Here's a specific prediction: if CMS continues to reduce payments for cancer care - for instance chemotherapy treatments - medical oncologists will stop treating patients in their offices, because they'll lose money on the drugs. They'll begin sending government-insured patients to the hospitals for chemotherapy. However, since hospitals will be hit with a disproportionate number of underpaying patients (the physicians keeping the well-insured patients for themselves), the hospitals will simply shutter their chemotherapy infusion suites. Medicare patients will have to go to the few safety-net hospitals to get their treatments, and they'll have to wait in line, because the demand will far exceed supply.

The same chilling effect will be felt in other sectors of health care where the majority of patients are insured by the government.
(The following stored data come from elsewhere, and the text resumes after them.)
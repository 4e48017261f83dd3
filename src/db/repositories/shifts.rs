use crate::{
    db::models::shift_models::{Shift, ShiftStatus},
    db::store::ShiftStore,
    error::Error,
};
use anyhow::Result;
use async_trait::async_trait;
use sqlx::PgPool;
use std::sync::Arc;
use tracing::info;
use uuid::Uuid;

const SHIFT_COLUMNS: &str = "id, guard_id, site_id, start_time, end_time, status";

/// Shifts repository
#[derive(Clone)]
pub struct ShiftsRepository {
    pool: Arc<PgPool>,
}

impl ShiftsRepository {
    pub fn new(pool: Arc<PgPool>) -> Self {
        Self { pool }
    }
}

#[async_trait]
impl ShiftStore for ShiftsRepository {
    /// Get shift by ID
    async fn get_by_id(&self, id: &Uuid) -> Result<Option<Shift>> {
        let shift = sqlx::query_as::<_, Shift>(&format!(
            "SELECT {} FROM shifts WHERE id = $1",
            SHIFT_COLUMNS
        ))
        .bind(id)
        .fetch_optional(&*self.pool)
        .await
        .map_err(|e| Error::Database(format!("Failed to get shift by ID: {}", e)))?;

        Ok(shift)
    }

    /// All currently active shifts
    async fn get_active(&self) -> Result<Vec<Shift>> {
        let shifts = sqlx::query_as::<_, Shift>(&format!(
            "SELECT {} FROM shifts WHERE status = 'active' ORDER BY start_time",
            SHIFT_COLUMNS
        ))
        .fetch_all(&*self.pool)
        .await
        .map_err(|e| Error::Database(format!("Failed to get active shifts: {}", e)))?;

        Ok(shifts)
    }

    /// The guard's active shift, if any
    async fn get_active_for_guard(&self, guard_id: &Uuid) -> Result<Option<Shift>> {
        let shift = sqlx::query_as::<_, Shift>(&format!(
            "SELECT {} FROM shifts WHERE guard_id = $1 AND status = 'active'",
            SHIFT_COLUMNS
        ))
        .bind(guard_id)
        .fetch_optional(&*self.pool)
        .await
        .map_err(|e| Error::Database(format!("Failed to get active shift for guard: {}", e)))?;

        Ok(shift)
    }

    /// Move a shift to a new status.
    ///
    /// Activating a second shift for the same guard violates the partial
    /// unique index and is reported as `Error::Conflict`.
    async fn set_status(&self, id: &Uuid, status: ShiftStatus) -> Result<Shift> {
        let shift = sqlx::query_as::<_, Shift>(&format!(
            "UPDATE shifts SET status = $1 WHERE id = $2 RETURNING {}",
            SHIFT_COLUMNS
        ))
        .bind(status)
        .bind(id)
        .fetch_optional(&*self.pool)
        .await
        .map_err(|e| match e.as_database_error().and_then(|db| db.code()) {
            Some(code) if code == "23505" => {
                Error::Conflict("Guard already has an active shift".to_string())
            }
            _ => Error::Database(format!("Failed to update shift status: {}", e)),
        })?
        .ok_or_else(|| Error::NotFound(format!("Shift {} not found", id)))?;

        info!("Shift {} is now {:?}", shift.id, shift.status);
        Ok(shift)
    }
}
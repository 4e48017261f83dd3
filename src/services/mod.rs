pub mod alerts;
pub mod compliance;
pub mod due_time;
pub mod geofence;
pub mod panic;
pub mod scans;
pub mod shifts;
#[cfg(test)]
pub(crate) mod testing;

pub use alerts::AlertService;
pub use compliance::ComplianceMonitor;
pub use due_time::DueTimeMonitor;
pub use geofence::GeofenceService;
pub use panic::{PanicNotice, PanicService};
pub use scans::ScanService;
pub use shifts::ShiftService;

use crate::config::PatrolConfig;
use crate::db::Stores;
use crate::engine::{GeofenceDetector, ScanClassifier};
use crate::messaging::PatrolEvents;
use crate::notification::{AlertDispatcher, NotificationChannel};
use anyhow::Result;
use std::sync::Arc;
use std::time::Duration;
use tokio_util::sync::CancellationToken;

/// Panic notices buffered per live session before it lags
const PANIC_FEED_CAPACITY: usize = 64;

/// Every patrol service, wired to one set of stores and one bus
pub struct PatrolServices {
    pub alerts: Arc<AlertService>,
    pub scans: Arc<ScanService>,
    pub shifts: Arc<ShiftService>,
    pub geofence: Arc<GeofenceService>,
    pub compliance: Arc<ComplianceMonitor>,
    pub due_time: Arc<DueTimeMonitor>,
    pub panic: Arc<PanicService>,
}

impl PatrolServices {
    pub fn new(
        stores: Stores,
        config: &PatrolConfig,
        events: PatrolEvents,
        channel: Arc<dyn NotificationChannel>,
    ) -> Self {
        let dispatcher = Arc::new(AlertDispatcher::new(stores.recipients.clone(), channel));

        let alerts = Arc::new(AlertService::new(
            stores.alerts.clone(),
            stores.sites.clone(),
            stores.guards.clone(),
            events.clone(),
            dispatcher,
        ));

        let scans = Arc::new(ScanService::new(
            stores.checkpoints.clone(),
            stores.guards.clone(),
            stores.shifts.clone(),
            stores.scans.clone(),
            events.clone(),
            ScanClassifier::new(config.grace_multiplier),
        ));

        let geofence = Arc::new(GeofenceService::new(
            stores.sites.clone(),
            stores.guards.clone(),
            stores.shifts.clone(),
            stores.geofence_events.clone(),
            Arc::new(GeofenceDetector::new()),
            alerts.clone(),
            events.clone(),
            config.default_geofence_radius_m,
            chrono::Duration::seconds(config.position_stale_after_secs),
        ));

        let shifts = Arc::new(ShiftService::new(
            stores.shifts.clone(),
            stores.guards.clone(),
            geofence.clone(),
            events.clone(),
        ));

        let compliance = Arc::new(ComplianceMonitor::new(
            stores.shifts.clone(),
            stores.checkpoints.clone(),
            stores.scans.clone(),
            events.clone(),
            Duration::from_secs(config.compliance_poll_secs),
        ));

        let due_time = Arc::new(DueTimeMonitor::new(
            stores.shifts.clone(),
            stores.checkpoints.clone(),
            stores.guards.clone(),
            alerts.clone(),
            Duration::from_millis(config.due_tick_ms),
            chrono::Duration::seconds(config.warning_threshold_secs),
        ));

        let panic = Arc::new(PanicService::new(
            stores.panics,
            stores.guards,
            stores.shifts,
            alerts.clone(),
            events,
            PANIC_FEED_CAPACITY,
        ));

        Self {
            alerts,
            scans,
            shifts,
            geofence,
            compliance,
            due_time,
            panic,
        }
    }

    /// Start the background monitors; they stop when `shutdown` is cancelled
    pub async fn start(&self, shutdown: CancellationToken) -> Result<()> {
        self.compliance.clone().start(shutdown.clone()).await?;
        self.due_time.clone().start(shutdown).await?;
        Ok(())
    }
}
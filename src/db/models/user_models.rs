use serde::{Deserialize, Serialize};
use uuid::Uuid;

/// User role enum
#[derive(Debug, Clone, Copy, Serialize, Deserialize, sqlx::Type, PartialEq, Eq)]
#[sqlx(type_name = "user_role", rename_all = "lowercase")]
pub enum UserRole {
    #[serde(rename = "admin")]
    Admin,
    #[serde(rename = "supervisor")]
    Supervisor,
    #[serde(rename = "guard")]
    Guard,
}

impl UserRole {
    /// Admins and supervisors receive alerts and manage panic alerts
    pub fn is_elevated(&self) -> bool {
        matches!(self, UserRole::Admin | UserRole::Supervisor)
    }

    pub fn as_str(&self) -> &'static str {
        match self {
            UserRole::Admin => "admin",
            UserRole::Supervisor => "supervisor",
            UserRole::Guard => "guard",
        }
    }

    pub fn parse(value: &str) -> Option<Self> {
        match value {
            "admin" => Some(UserRole::Admin),
            "supervisor" => Some(UserRole::Supervisor),
            "guard" => Some(UserRole::Guard),
            _ => None,
        }
    }
}

/// Notification recipient resolved from an elevated account
#[derive(Debug, Clone, Serialize, Deserialize, sqlx::FromRow, PartialEq)]
pub struct Recipient {
    pub user_id: Uuid,
    pub name: String,
    pub email: String,
}
use crate::{
    db::models::scan_models::PatrolScanEvent,
    db::store::ScanStore,
    error::Error,
};
use anyhow::Result;
use async_trait::async_trait;
use chrono::{DateTime, Utc};
use sqlx::PgPool;
use std::sync::Arc;
use uuid::Uuid;

/// Patrol scan events repository
#[derive(Clone)]
pub struct ScansRepository {
    pool: Arc<PgPool>,
}

impl ScansRepository {
    pub fn new(pool: Arc<PgPool>) -> Self {
        Self { pool }
    }
}

#[async_trait]
impl ScanStore for ScansRepository {
    /// Insert a scan event
    async fn create(&self, scan: &PatrolScanEvent) -> Result<PatrolScanEvent> {
        let result = sqlx::query_as::<_, PatrolScanEvent>(
            r#"
            INSERT INTO patrol_scan_events (id, checkpoint_id, guard_id, shift_id, scanned_at, is_on_time)
            VALUES ($1, $2, $3, $4, $5, $6)
            RETURNING id, checkpoint_id, guard_id, shift_id, scanned_at, is_on_time
            "#,
        )
        .bind(scan.id)
        .bind(scan.checkpoint_id)
        .bind(scan.guard_id)
        .bind(scan.shift_id)
        .bind(scan.scanned_at)
        .bind(scan.is_on_time)
        .fetch_one(&*self.pool)
        .await
        .map_err(|e| Error::Database(format!("Failed to create scan event: {}", e)))?;

        Ok(result)
    }

    /// Time of the guard's most recent scan at a checkpoint
    async fn last_for_guard_at_checkpoint(
        &self,
        guard_id: &Uuid,
        checkpoint_id: &Uuid,
    ) -> Result<Option<DateTime<Utc>>> {
        let last = sqlx::query_scalar::<_, Option<DateTime<Utc>>>(
            r#"
            SELECT MAX(scanned_at)
            FROM patrol_scan_events
            WHERE guard_id = $1 AND checkpoint_id = $2
            "#,
        )
        .bind(guard_id)
        .bind(checkpoint_id)
        .fetch_one(&*self.pool)
        .await
        .map_err(|e| Error::Database(format!("Failed to get last scan: {}", e)))?;

        Ok(last)
    }

    /// Scans recorded during a shift, oldest first
    async fn for_shift(&self, shift_id: &Uuid) -> Result<Vec<PatrolScanEvent>> {
        let scans = sqlx::query_as::<_, PatrolScanEvent>(
            r#"
            SELECT id, checkpoint_id, guard_id, shift_id, scanned_at, is_on_time
            FROM patrol_scan_events
            WHERE shift_id = $1
            ORDER BY scanned_at
            "#,
        )
        .bind(shift_id)
        .fetch_all(&*self.pool)
        .await
        .map_err(|e| Error::Database(format!("Failed to get scans for shift: {}", e)))?;

        Ok(scans)
    }
}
Unfortunately, I'm not foretelling a future full of doom. These reductions in services are already occurring. In the large metropolitan market where I work, several community hospitals have already either closed or greatly restricted their outpatient infusion services because they can no longer afford to treat the number of uninsured and underinsured patients seeking chemotherapy at their facilities. And by underinsured, I mean to include Medicaid patients and Medicare patients who don't have a MediGap supplemental policy.
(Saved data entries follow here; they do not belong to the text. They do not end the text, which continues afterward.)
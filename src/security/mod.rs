use crate::db::models::user_models::UserRole;
use crate::error::Error;
use crate::config::SecurityConfig;
use anyhow::Result;
use jsonwebtoken::{decode, encode, DecodingKey, EncodingKey, Header, Validation};
use serde::{Deserialize, Serialize};
use uuid::Uuid;

/// JWT claims structure
#[derive(Debug, Serialize, Deserialize, Clone)]
pub struct Claims {
    /// Subject (user ID)
    pub sub: String,
    /// User name
    pub name: String,
    /// User role
    pub role: String,
    /// Assigned sites (supervisors)
    #[serde(default)]
    pub sites: Vec<Uuid>,
    /// Guard record of the account (guards)
    #[serde(default)]
    pub guard_id: Option<Uuid>,
    /// Expiration time (Unix timestamp)
    pub exp: usize,
    /// Issued at (Unix timestamp)
    pub iat: usize,
}

impl Claims {
    /// Get the user ID from the claims
    pub fn user_id(&self) -> Result<uuid::Uuid, uuid::Error> {
        uuid::Uuid::parse_str(&self.sub)
    }
}

/// Authenticated caller and its access scope.
///
/// Admins reach every site, supervisors their assigned sites, guards only
/// themselves.
#[derive(Debug, Clone, PartialEq)]
pub struct Actor {
    pub user_id: Uuid,
    pub name: String,
    pub role: UserRole,
    pub sites: Vec<Uuid>,
    pub guard_id: Option<Uuid>,
}

impl Actor {
    pub fn from_claims(claims: &Claims) -> Result<Self, Error> {
        let user_id = claims
            .user_id()
            .map_err(|e| Error::Authentication(format!("Invalid user ID in token: {}", e)))?;
        let role = UserRole::parse(&claims.role)
            .ok_or_else(|| Error::Authentication(format!("Unknown role: {}", claims.role)))?;

        Ok(Self {
            user_id,
            name: claims.name.clone(),
            role,
            sites: claims.sites.clone(),
            guard_id: claims.guard_id,
        })
    }

    pub fn is_elevated(&self) -> bool {
        self.role.is_elevated()
    }

    pub fn can_access_site(&self, site_id: Uuid) -> bool {
        match self.role {
            UserRole::Admin => true,
            UserRole::Supervisor => self.sites.contains(&site_id),
            UserRole::Guard => false,
        }
    }

    /// Site filter for listings; `None` means every site
    pub fn site_filter(&self) -> Option<&[Uuid]> {
        match self.role {
            UserRole::Admin => None,
            _ => Some(&self.sites),
        }
    }

    pub fn ensure_elevated(&self) -> Result<(), Error> {
        if self.is_elevated() {
            Ok(())
        } else {
            Err(Error::Authorization(format!(
                "Role {} may not perform this action",
                self.role.as_str()
            )))
        }
    }

    /// Elevated role with scope over the site
    pub fn ensure_site(&self, site_id: Uuid) -> Result<(), Error> {
        if self.can_access_site(site_id) {
            Ok(())
        } else {
            Err(Error::Authorization(format!("No access to site {}", site_id)))
        }
    }

    /// Guards may only act for themselves; elevated roles may act for a guard
    /// at a site in their scope.
    pub fn ensure_acts_for(&self, guard_id: Uuid, site_id: Option<Uuid>) -> Result<(), Error> {
        match self.role {
            UserRole::Guard if self.guard_id == Some(guard_id) => Ok(()),
            UserRole::Guard => Err(Error::Authorization(
                "Guards may only act for themselves".to_string(),
            )),
            UserRole::Admin => Ok(()),
            UserRole::Supervisor => match site_id {
                Some(site_id) => self.ensure_site(site_id),
                None => Err(Error::Authorization(format!(
                    "Guard {} has no site in your scope",
                    guard_id
                ))),
            },
        }
    }
}

/// Signs and validates bearer tokens
pub struct SecurityService {
    config: SecurityConfig,
}

impl SecurityService {
    /// Create a new security service
    pub fn new(config: SecurityConfig) -> Self {
        Self { config }
    }

    /// Sign claims with the configured secret
    pub fn encode_claims(&self, claims: &Claims) -> Result<String> {
        let token = encode(
            &Header::default(),
            claims,
            &EncodingKey::from_secret(self.config.jwt_secret.as_bytes()),
        )
        .map_err(|e| Error::Authentication(format!("Failed to generate JWT token: {}", e)))?;

        Ok(token)
    }

    /// Validate and decode a JWT token
    pub fn validate_token(&self, token: &str) -> Result<Claims> {
        let token_data = decode::<Claims>(
            token,
            &DecodingKey::from_secret(self.config.jwt_secret.as_bytes()),
            &Validation::default(),
        )
        .map_err(|e| Error::Authentication(format!("Invalid token: {}", e)))?;

        Ok(token_data.claims)
    }

    /// Validate a token and resolve the caller
    pub fn authenticate(&self, token: &str) -> Result<Actor> {
        let claims = self.validate_token(token)?;
        Ok(Actor::from_claims(&claims)?)
    }
}
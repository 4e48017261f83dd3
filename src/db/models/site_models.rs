use crate::engine::geofence::{Coordinate, Geofence};
use chrono::{DateTime, Utc};
use serde::{Deserialize, Serialize};
use uuid::Uuid;

/// Patrolled site with its circular geofence
#[derive(Debug, Clone, Serialize, Deserialize, sqlx::FromRow)]
pub struct Site {
    pub id: Uuid,
    pub name: String,
    pub center_lat: f64,
    pub center_lon: f64,
    /// Geofence radius in meters; `None` falls back to the configured default
    pub geofence_radius_m: Option<f64>,
    pub created_at: DateTime<Utc>,
}

impl Site {
    /// Geofence for this site, using `default_radius_m` when no radius is set
    /// or the stored one is not positive.
    pub fn geofence(&self, default_radius_m: f64) -> Geofence {
        let radius_m = match self.geofence_radius_m {
            Some(radius) if radius > 0.0 => radius,
            _ => default_radius_m,
        };

        Geofence {
            center: Coordinate::new(self.center_lat, self.center_lon),
            radius_m,
        }
    }
}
Maybe cancer care is an anomaly. Or maybe it's the canary in the mineshaft.

Sunday, October 4, 2009

Senate Finance bill will become the centerpiece of reform

The health care reform bill being crafted in the Senate Finance committee, chaired by Sen. Max Baucus, will become the core of whatever bill ultimately passes both houses of Congress. We will all need to read the bill (I haven't started yet) so that we know for ourselves what the bill puts forth, rather than trusting the pundits to explain it for us.
By now everyone should realize that virtually everyone has an axe to grind when it comes to health care reform. You're not going to get a straight presentation from any major information outlet. So read the bill for yourself.
What I have picked up from reading the Wall Street Journal (still, in my mind, the most objective and accurate reporting on health care reform), as well as other news sources, is that the Finance bill has effectively killed the public option. As I have said before, I think that's a good thing, because the public option was going to start at Medicare payment rates. Most physicians aren't very good businessmen, but those who are will undoubtedly have refused to contract with the public option plan. They are already losing money on Medicare patients and can't afford higher volumes of patients at those payment rates.
Hospitals are even less adept at business than physicians, so most of them probably would have signed on with the public option. The hospital where I work is losing money on Medicare patients. For every dollar we spend to care for a Medicare beneficiary, the government is reimbursing us 90 cents. We can't afford more health insurance plans that pay at Medicare's rates.
Nancy Pelosi and other liberal Democrats will raise cain over the Senate's rejection of the public option, but in the end they will not be able to reverse the direction that Congress is moving.
There is a moderate possibility that the public option will be retained as a "trigger" option; that is, the public option will be retained in reserve and will be activated if the market fails to provide an acceptable level of coverage at a reasonable price for lower income individuals. I would support using the public option as a "poison pill" of sorts. Without the threat of austere action, the players in the health care market will not be sufficiently incentivized to produce the necessary reductions in cost (and economic profit) required to bring health care spending in line.
Let me be so bold as to suggest that you write your senators and ask them to support a delayed public option health plan to be activated only upon the failure of the market to generate the necessary reforms.